Esempio n. 1
0
        protected void test_ToothacheCavityCatchWeatherModel_Distributions(
            IFiniteProbabilityModel model)
        {
            AssignmentProposition asunny = new AssignmentProposition(
                ExampleRV.WEATHER_RV, "sunny");
            AssignmentProposition acavity = new AssignmentProposition(
                ExampleRV.CAVITY_RV, true);

            // Should be able to run all the same queries for this independent
            // sub model.
            test_ToothacheCavityCatchModel_Distributions(model);

            // AIMA3e pg. 487
            // P(sunny, Cavity)
            // Would be a two-element vector giving the probabilities of a sunny day
            // with a cavity and a sunny day with no cavity.

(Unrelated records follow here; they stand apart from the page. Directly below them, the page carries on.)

// =============================================================================
// Schema
// =============================================================================

async fn init_schema(pool: &Pool<Sqlite>) -> Result<(), AppError> {
    let statements = [
        r#"
        CREATE TABLE IF NOT EXISTS users (
            user_id INTEGER PRIMARY KEY,
            handle TEXT NOT NULL DEFAULT '',
            display_name TEXT NOT NULL DEFAULT '',
            role INTEGER NOT NULL DEFAULT 0,
            ui_lang TEXT NOT NULL DEFAULT 'ru',
            messages_count INTEGER NOT NULL DEFAULT 0,
            warns_count INTEGER NOT NULL DEFAULT 0,
            is_banned INTEGER NOT NULL DEFAULT 0,
            ban_until INTEGER NOT NULL DEFAULT 0,
            is_muted INTEGER NOT NULL DEFAULT 0,
            mute_until INTEGER NOT NULL DEFAULT 0,
            joined_at INTEGER NOT NULL DEFAULT 0,
            last_seen INTEGER NOT NULL DEFAULT 0
        )
        "#,
        r#"
        CREATE TABLE IF NOT EXISTS chats (
            chat_id INTEGER PRIMARY KEY,
            title TEXT NOT NULL DEFAULT '',
            read_only INTEGER NOT NULL DEFAULT 0,
            antispam INTEGER NOT NULL DEFAULT 0,
            ai_moderation INTEGER NOT NULL DEFAULT 0
        )
        "#,
        r#"
        CREATE TABLE IF NOT EXISTS punishments (
            id INTEGER PRIMARY KEY AUTOINCREMENT,
            kind TEXT NOT NULL,
            user_id INTEGER NOT NULL,
            issued_by INTEGER NOT NULL,
            issued_at INTEGER NOT NULL,
            until INTEGER NOT NULL DEFAULT 0,
            reason TEXT,
            chat_id INTEGER NOT NULL DEFAULT 0
        )
        "#,
        r#"
        CREATE TABLE IF NOT EXISTS bans (
            user_id INTEGER NOT NULL,
            chat_id INTEGER NOT NULL,
            until INTEGER NOT NULL DEFAULT 0,
            reason TEXT,
            issued_by INTEGER NOT NULL,
            issued_at INTEGER NOT NULL,
            PRIMARY KEY (user_id, chat_id)
        )
        "#,
        r#"
        CREATE TABLE IF NOT EXISTS mutes (
            user_id INTEGER NOT NULL,
            chat_id INTEGER NOT NULL,
            until INTEGER NOT NULL DEFAULT 0,
            reason TEXT,
            issued_by INTEGER NOT NULL,
            issued_at INTEGER NOT NULL,
            PRIMARY KEY (user_id, chat_id)
        )
        "#,
        r#"
        CREATE TABLE IF NOT EXISTS global_bans (
            user_id INTEGER PRIMARY KEY,
            reason TEXT,
            banned_by INTEGER NOT NULL,
            banned_at INTEGER NOT NULL
        )
        "#,
        r#"
        CREATE TABLE IF NOT EXISTS word_filters (
            chat_id INTEGER NOT NULL,
            word TEXT NOT NULL,
            PRIMARY KEY (chat_id, word)
        )
        "#,
        r#"
        CREATE TABLE IF NOT EXISTS reports (
            id INTEGER PRIMARY KEY AUTOINCREMENT,
            reporter_id INTEGER NOT NULL,
            reported_id INTEGER NOT NULL,
            reason TEXT NOT NULL,
            chat_id INTEGER NOT NULL DEFAULT 0,
            created_at INTEGER NOT NULL,
            status TEXT NOT NULL DEFAULT 'open'
        )
        "#,
        r#"
        CREATE TABLE IF NOT EXISTS spam_events (
            user_id INTEGER NOT NULL,
            chat_id INTEGER NOT NULL,
            ts INTEGER NOT NULL
        )
        "#,
        r#"
        CREATE TABLE IF NOT EXISTS spam_strikes (
            user_id INTEGER NOT NULL,
            chat_id INTEGER NOT NULL,
            strikes INTEGER NOT NULL DEFAULT 0,
            PRIMARY KEY (user_id, chat_id)
        )
        "#,
        "CREATE INDEX IF NOT EXISTS idx_punishments_user ON punishments (user_id)",
        "CREATE INDEX IF NOT EXISTS idx_spam_events_pair ON spam_events (user_id, chat_id, ts)",
        "CREATE INDEX IF NOT EXISTS idx_users_handle ON users (handle)",
    ];

    for statement in statements {
        sqlx::query(statement).execute(pool).await?;
    }

    Ok(())
}

/// Additive schema upgrades for files created by older versions.
///
/// Missing columns are added with their defaults; columns are never dropped
/// or retyped.
async fn apply_additive_migrations(pool: &Pool<Sqlite>) -> Result<(), AppError> {
    let expected: [(&str, &str, &str); 6] = [
        ("users", "ui_lang", "TEXT NOT NULL DEFAULT 'ru'"),
        ("users", "warns_count", "INTEGER NOT NULL DEFAULT 0"),
        ("users", "mute_until", "INTEGER NOT NULL DEFAULT 0"),
        ("users", "is_muted", "INTEGER NOT NULL DEFAULT 0"),
        ("chats", "ai_moderation", "INTEGER NOT NULL DEFAULT 0"),
        ("reports", "chat_id", "INTEGER NOT NULL DEFAULT 0"),
    ];

    for (table, column, ddl) in expected {
        if !column_exists(pool, table, column).await? {
            let sql = format!("ALTER TABLE {table} ADD COLUMN {column} {ddl}");
            sqlx::query(&sql).execute(pool).await?;
            tracing::info!(table, column, "Added missing column");
        }
    }

    Ok(())
}

async fn column_exists(pool: &Pool<Sqlite>, table: &str, column: &str) -> Result<bool, AppError> {
    let sql = format!("PRAGMA table_info({table})");
    let rows = sqlx::query(&sql).fetch_all(pool).await?;

    for row in rows {
        let name: String = row.try_get("name")?;
        if name == column {
            return Ok(true);
        }
    }

    Ok(false)
}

            assertArrayEquals(new double[] { 0.12, 0.48 }, model
                              .priorDistribution(asunny, ExampleRV.CAVITY_RV).getValues(),
                              DELTA_THRESHOLD);

            // AIMA3e pg. 488 (i.e. one element Vector returned)

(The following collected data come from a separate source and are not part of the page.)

impl PunishmentEngine {
    pub fn new(
        db: Arc<Database>,
        gateway: Arc<dyn PlatformGateway>,
        audit: Arc<AuditRouter>,
        max_warns: i64,
    ) -> Self {
        Self {
            db,
            gateway,
            audit,
            max_warns,
        }
    }

    /// Ban a user in every moderated chat.
    ///
    /// `until = 0` means permanent; otherwise an absolute epoch second.
    pub async fn ban(
        &self,
        target: i64,
        until: i64,
        reason: &str,
        issuer: i64,
    ) -> Result<(), AppError> {
        let issuer = self.require_moderator(issuer).await?;
        let target = self.db.ensure_user(target, None, None).await?;

        let chats = self.db.get_all_chats().await?;
        for chat in &chats {
            self.db
                .set_ban(target.user_id, chat.chat_id, until, Some(reason), issuer.user_id)
                .await?;
        }
        self.db
            .add_punishment(
                PunishmentKind::Ban,
                target.user_id,
                issuer.user_id,
                until,
                Some(reason),
                0,
            )
            .await?;

        for chat in &chats {
            if let Err(error) = self
                .gateway
                .ban_member(chat.chat_id, target.user_id, until)
                .await
            {
                tracing::warn!(
                    %error,
                    chat_id = chat.chat_id,
                    user_id = target.user_id,
                    "ban fan-out failed for chat"
                );
            }
        }

        self.audit
            .punishment(
                PunishmentKind::Ban,
                &target,
                &issuer,
                until,
                Some(reason),
                now_ts(),
            )
            .await;

        Ok(())
    }

    /// Lift a ban everywhere and clear the user's flags.
    pub async fn unban(&self, target: i64, issuer: i64) -> Result<(), AppError> {
        let issuer = self.require_moderator(issuer).await?;
        let target = self.db.ensure_user(target, None, None).await?;

        self.db.remove_ban(target.user_id).await?;
        self.db
            .add_punishment(PunishmentKind::Unban, target.user_id, issuer.user_id, 0, None, 0)
            .await?;

        for chat in self.db.get_all_chats().await? {
            if let Err(error) = self
                .gateway
                .unban_member(chat.chat_id, target.user_id, true)
                .await
            {
                tracing::warn!(
                    %error,
                    chat_id = chat.chat_id,
                    user_id = target.user_id,
                    "unban fan-out failed for chat"
                );
            }
        }

        self.audit
            .punishment(PunishmentKind::Unban, &target, &issuer, 0, None, now_ts())
            .await;

        Ok(())
    }

    /// Change the deadline of an active ban.
    ///
    /// Deliberately no platform fan-out: the stored deadline is
    /// authoritative and converges on the next inbound event.
    pub async fn editban(&self, target: i64, until: i64, issuer: i64) -> Result<(), AppError> {
        let issuer = self.require_moderator(issuer).await?;
        let target = self
            .db
            .get_user(target)
            .await?
            .ok_or(AppError::TargetNotFound)?;

        self.db.update_ban_duration(target.user_id, until).await?;
        self.db
            .add_punishment(
                PunishmentKind::EditBan,
                target.user_id,
                issuer.user_id,
                until,
                None,
                0,
            )
            .await?;

        self.audit
            .punishment(PunishmentKind::EditBan, &target, &issuer, until, None, now_ts())
            .await;

        Ok(())
    }

    /// Mute a user in every moderated chat.
    pub async fn mute(
        &self,
        target: i64,
        until: i64,
        reason: &str,
        issuer: i64,
    ) -> Result<(), AppError> {
        let issuer = self.require_moderator(issuer).await?;
        let target = self.db.ensure_user(target, None, None).await?;

        let chats = self.db.get_all_chats().await?;
        for chat in &chats {
            self.db
                .set_mute(target.user_id, chat.chat_id, until, Some(reason), issuer.user_id)
                .await?;
        }
        self.db
            .add_punishment(
                PunishmentKind::Mute,
                target.user_id,
                issuer.user_id,
                until,
                Some(reason),
                0,
            )
            .await?;

        for chat in &chats {
            if let Err(error) = self
                .gateway
                .restrict_member(chat.chat_id, target.user_id, ChatPermissions::muted(), until)
                .await
            {
                tracing::warn!(
                    %error,
                    chat_id = chat.chat_id,
                    user_id = target.user_id,
                    "mute fan-out failed for chat"
                );
            }
        }

        self.audit
            .punishment(
                PunishmentKind::Mute,
                &target,
                &issuer,
                until,
                Some(reason),
                now_ts(),
            )
            .await;

        Ok(())
    }

    /// Lift a mute and restore the full permissive permission set.
    pub async fn unmute(&self, target: i64, issuer: i64) -> Result<(), AppError> {
        let issuer = self.require_moderator(issuer).await?;
        let target = self.db.ensure_user(target, None, None).await?;

        self.db.remove_mute(target.user_id).await?;
        self.db
            .add_punishment(PunishmentKind::Unmute, target.user_id, issuer.user_id, 0, None, 0)
            .await?;

        for chat in self.db.get_all_chats().await? {
            if let Err(error) = self
                .gateway
                .restrict_member(
                    chat.chat_id,
                    target.user_id,
                    ChatPermissions::unrestricted(),
                    0,
                )
                .await
            {
                tracing::warn!(
                    %error,
                    chat_id = chat.chat_id,
                    user_id = target.user_id,
                    "unmute fan-out failed for chat"
                );
            }
        }

        self.audit
            .punishment(PunishmentKind::Unmute, &target, &issuer, 0, None, now_ts())
            .await;

        Ok(())
    }

    /// Change the deadline of an active mute. No fan-out, as with `editban`.
    pub async fn editmute(&self, target: i64, until: i64, issuer: i64) -> Result<(), AppError> {
        let issuer = self.require_moderator(issuer).await?;
        let target = self
            .db
            .get_user(target)
            .await?
            .ok_or(AppError::TargetNotFound)?;

        self.db.update_mute_duration(target.user_id, until).await?;
        self.db
            .add_punishment(
                PunishmentKind::EditMute,
                target.user_id,
                issuer.user_id,
                until,
                None,
                0,
            )
            .await?;

        self.audit
            .punishment(
                PunishmentKind::EditMute,
                &target,
                &issuer,
                until,
                None,
                now_ts(),
            )
            .await;

        Ok(())
    }

    /// Warn a user. Reaching the threshold issues an automatic permanent
    /// ban in the same call.
    pub async fn warn(
        &self,
        target: i64,
        reason: &str,
        issuer: i64,
    ) -> Result<WarnOutcome, AppError> {
        let issuer_user = self.require_moderator(issuer).await?;
        let target_user = self.db.ensure_user(target, None, None).await?;

        let count = self.db.add_warn(target_user.user_id).await?;
        self.db
            .add_punishment(
                PunishmentKind::Warn,
                target_user.user_id,
                issuer_user.user_id,
                0,
                Some(reason),
                0,
            )
            .await?;

        self.audit
            .punishment(
                PunishmentKind::Warn,
                &target_user,
                &issuer_user,
                0,
                Some(reason),
                now_ts(),
            )
            .await;

        let auto_banned = count >= self.max_warns;
        if auto_banned {
            let reason = format!("Autoban: {count} warns");
            self.ban(target_user.user_id, 0, &reason, issuer).await?;
        }

        Ok(WarnOutcome { count, auto_banned })
    }

    /// Reset the warn counter to zero.
    pub async fn unwarn(&self, target: i64, issuer: i64) -> Result<(), AppError> {
        let issuer = self.require_moderator(issuer).await?;
        let target = self.db.ensure_user(target, None, None).await?;

        self.db.reset_warns(target.user_id).await?;
        self.db
            .add_punishment(PunishmentKind::Unwarn, target.user_id, issuer.user_id, 0, None, 0)
            .await?;

        self.audit
            .punishment(PunishmentKind::Unwarn, &target, &issuer, 0, None, now_ts())
            .await;

        Ok(())
    }

    /// Service-wide permanent ban. The global-ban row is authoritative;
    /// the per-chat fan-out converges lazily on later inbound events.
    pub async fn globalban(
        &self,
        target: i64,
        reason: &str,
        issuer: i64,
    ) -> Result<(), AppError> {
        let issuer = self.require_admin(issuer).await?;
        let target = self.db.ensure_user(target, None, None).await?;

        self.db
            .add_global_ban(target.user_id, Some(reason), issuer.user_id)
            .await?;
        self.db
            .add_punishment(
                PunishmentKind::GlobalBan,
                target.user_id,
                issuer.user_id,
                0,
                Some(reason),
                0,
            )
            .await?;

        for chat in self.db.get_all_chats().await? {
            if let Err(error) = self.gateway.ban_member(chat.chat_id, target.user_id, 0).await {
                tracing::warn!(
                    %error,
                    chat_id = chat.chat_id,
                    user_id = target.user_id,
                    "global ban fan-out failed for chat"
                );
            }
        }

        self.audit
            .punishment(
                PunishmentKind::GlobalBan,
                &target,
                &issuer,
                0,
                Some(reason),
                now_ts(),
            )
            .await;

        Ok(())
    }

    async fn require_moderator(&self, issuer: i64) -> Result<User, AppError> {
        let user = self.db.get_user(issuer).await?.ok_or(AppError::AuthzDenied)?;
        if !authz::can_moderate(user.role) {
            return Err(AppError::AuthzDenied);
        }
        Ok(user)
    }

    async fn require_admin(&self, issuer: i64) -> Result<User, AppError> {
        let user = self.db.get_user(issuer).await?.ok_or(AppError::AuthzDenied)?;
        if !authz::can_admin(user.role) {
            return Err(AppError::AuthzDenied);
        }
        Ok(user)
    }
}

            // P(sunny, cavity)
            assertArrayEquals(new double[] { 0.12 }, model
                              .priorDistribution(asunny, acavity).getValues(),
                              DELTA_THRESHOLD);
            // P(sunny AND cavity)
            assertArrayEquals(new double[] { 0.12 }, model
                              .priorDistribution(new ConjunctiveProposition(asunny, acavity))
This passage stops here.